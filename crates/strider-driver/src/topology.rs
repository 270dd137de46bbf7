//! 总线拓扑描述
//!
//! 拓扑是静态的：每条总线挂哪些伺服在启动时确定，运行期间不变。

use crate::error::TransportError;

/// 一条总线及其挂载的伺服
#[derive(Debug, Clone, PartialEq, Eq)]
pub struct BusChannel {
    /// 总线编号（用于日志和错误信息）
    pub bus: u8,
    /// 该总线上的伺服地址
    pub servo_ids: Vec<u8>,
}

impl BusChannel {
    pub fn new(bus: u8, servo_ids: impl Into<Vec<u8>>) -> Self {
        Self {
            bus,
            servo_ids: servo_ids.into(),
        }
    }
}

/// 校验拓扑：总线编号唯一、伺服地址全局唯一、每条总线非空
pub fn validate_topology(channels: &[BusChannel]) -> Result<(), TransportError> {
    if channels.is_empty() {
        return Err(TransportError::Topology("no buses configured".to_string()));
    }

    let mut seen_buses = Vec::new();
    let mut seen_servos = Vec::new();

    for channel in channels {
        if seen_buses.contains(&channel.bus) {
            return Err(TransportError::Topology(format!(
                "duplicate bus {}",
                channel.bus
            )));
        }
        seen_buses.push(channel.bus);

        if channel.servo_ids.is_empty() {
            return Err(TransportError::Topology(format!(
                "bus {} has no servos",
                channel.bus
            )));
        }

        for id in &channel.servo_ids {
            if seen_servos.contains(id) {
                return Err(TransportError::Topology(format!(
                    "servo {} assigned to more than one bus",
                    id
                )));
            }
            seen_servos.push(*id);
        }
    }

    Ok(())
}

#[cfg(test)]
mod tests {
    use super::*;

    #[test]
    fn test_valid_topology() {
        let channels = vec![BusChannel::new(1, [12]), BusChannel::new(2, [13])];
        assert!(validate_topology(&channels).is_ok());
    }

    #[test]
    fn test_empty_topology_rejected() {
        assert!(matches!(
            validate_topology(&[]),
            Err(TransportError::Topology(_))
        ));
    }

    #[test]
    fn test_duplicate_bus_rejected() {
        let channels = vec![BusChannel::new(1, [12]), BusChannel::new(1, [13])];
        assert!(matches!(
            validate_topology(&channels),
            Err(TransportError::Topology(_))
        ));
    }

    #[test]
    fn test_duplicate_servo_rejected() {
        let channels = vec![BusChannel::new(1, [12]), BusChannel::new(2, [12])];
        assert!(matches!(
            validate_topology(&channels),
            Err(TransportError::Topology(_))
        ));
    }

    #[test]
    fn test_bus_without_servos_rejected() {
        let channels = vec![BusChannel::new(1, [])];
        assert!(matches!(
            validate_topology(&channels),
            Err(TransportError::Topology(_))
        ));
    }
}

━━━━━━

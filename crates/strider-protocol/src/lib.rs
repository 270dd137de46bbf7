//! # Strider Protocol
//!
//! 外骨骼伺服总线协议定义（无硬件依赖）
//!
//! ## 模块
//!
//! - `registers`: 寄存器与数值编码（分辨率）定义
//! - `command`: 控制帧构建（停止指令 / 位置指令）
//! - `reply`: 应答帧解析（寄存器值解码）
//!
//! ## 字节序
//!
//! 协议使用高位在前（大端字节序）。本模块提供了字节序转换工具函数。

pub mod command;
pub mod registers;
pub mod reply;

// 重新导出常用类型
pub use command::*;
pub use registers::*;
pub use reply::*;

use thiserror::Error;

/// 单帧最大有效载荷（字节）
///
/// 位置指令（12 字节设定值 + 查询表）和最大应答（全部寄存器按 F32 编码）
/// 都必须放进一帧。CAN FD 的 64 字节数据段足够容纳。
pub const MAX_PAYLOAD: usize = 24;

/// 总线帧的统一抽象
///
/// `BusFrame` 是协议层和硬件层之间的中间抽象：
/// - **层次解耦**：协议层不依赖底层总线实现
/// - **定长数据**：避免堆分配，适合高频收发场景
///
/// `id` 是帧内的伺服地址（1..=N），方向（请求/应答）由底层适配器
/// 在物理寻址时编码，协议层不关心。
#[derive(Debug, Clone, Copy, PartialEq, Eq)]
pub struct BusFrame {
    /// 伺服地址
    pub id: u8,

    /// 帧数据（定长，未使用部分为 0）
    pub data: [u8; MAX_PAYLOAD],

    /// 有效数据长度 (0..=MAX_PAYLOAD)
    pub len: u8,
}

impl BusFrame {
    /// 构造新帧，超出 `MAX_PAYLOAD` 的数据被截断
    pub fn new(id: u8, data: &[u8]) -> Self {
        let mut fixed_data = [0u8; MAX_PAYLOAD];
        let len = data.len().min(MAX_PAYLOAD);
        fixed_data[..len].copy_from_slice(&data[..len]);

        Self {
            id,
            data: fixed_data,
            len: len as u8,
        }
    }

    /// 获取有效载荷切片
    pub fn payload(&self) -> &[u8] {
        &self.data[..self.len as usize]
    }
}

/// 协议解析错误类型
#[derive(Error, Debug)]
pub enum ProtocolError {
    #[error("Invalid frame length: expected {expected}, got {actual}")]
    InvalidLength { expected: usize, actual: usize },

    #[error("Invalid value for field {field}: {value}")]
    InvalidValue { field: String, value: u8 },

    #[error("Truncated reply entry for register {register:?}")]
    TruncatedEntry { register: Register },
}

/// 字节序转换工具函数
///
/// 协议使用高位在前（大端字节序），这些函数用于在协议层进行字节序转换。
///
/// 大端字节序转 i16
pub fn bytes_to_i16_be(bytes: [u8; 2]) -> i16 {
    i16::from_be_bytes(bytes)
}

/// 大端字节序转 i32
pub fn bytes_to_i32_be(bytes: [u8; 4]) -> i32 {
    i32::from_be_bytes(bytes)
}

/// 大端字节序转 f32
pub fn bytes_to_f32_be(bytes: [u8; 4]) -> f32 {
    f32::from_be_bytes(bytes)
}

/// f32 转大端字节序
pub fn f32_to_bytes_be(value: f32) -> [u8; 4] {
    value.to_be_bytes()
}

━━━━━━

Find where the line with "fixed_data[..len].copy_from_slice(&data[..len]);" sits in the material above, then copy exactly from it through the line with "value for field". Add no other line.

§ **SOLUTION**
        fixed_data[..len].copy_from_slice(&data[..len]);

        Self {
            id,
            data: fixed_data,
            len: len as u8,
        }
    }

    /// 获取有效载荷切片
    pub fn payload(&self) -> &[u8] {
        &self.data[..self.len as usize]
    }
}

/// 协议解析错误类型
#[derive(Error, Debug)]
pub enum ProtocolError {
    #[error("Invalid frame length: expected {expected}, got {actual}")]
    InvalidLength { expected: usize, actual: usize },

    #[error("Invalid value for field {field}: {value}")]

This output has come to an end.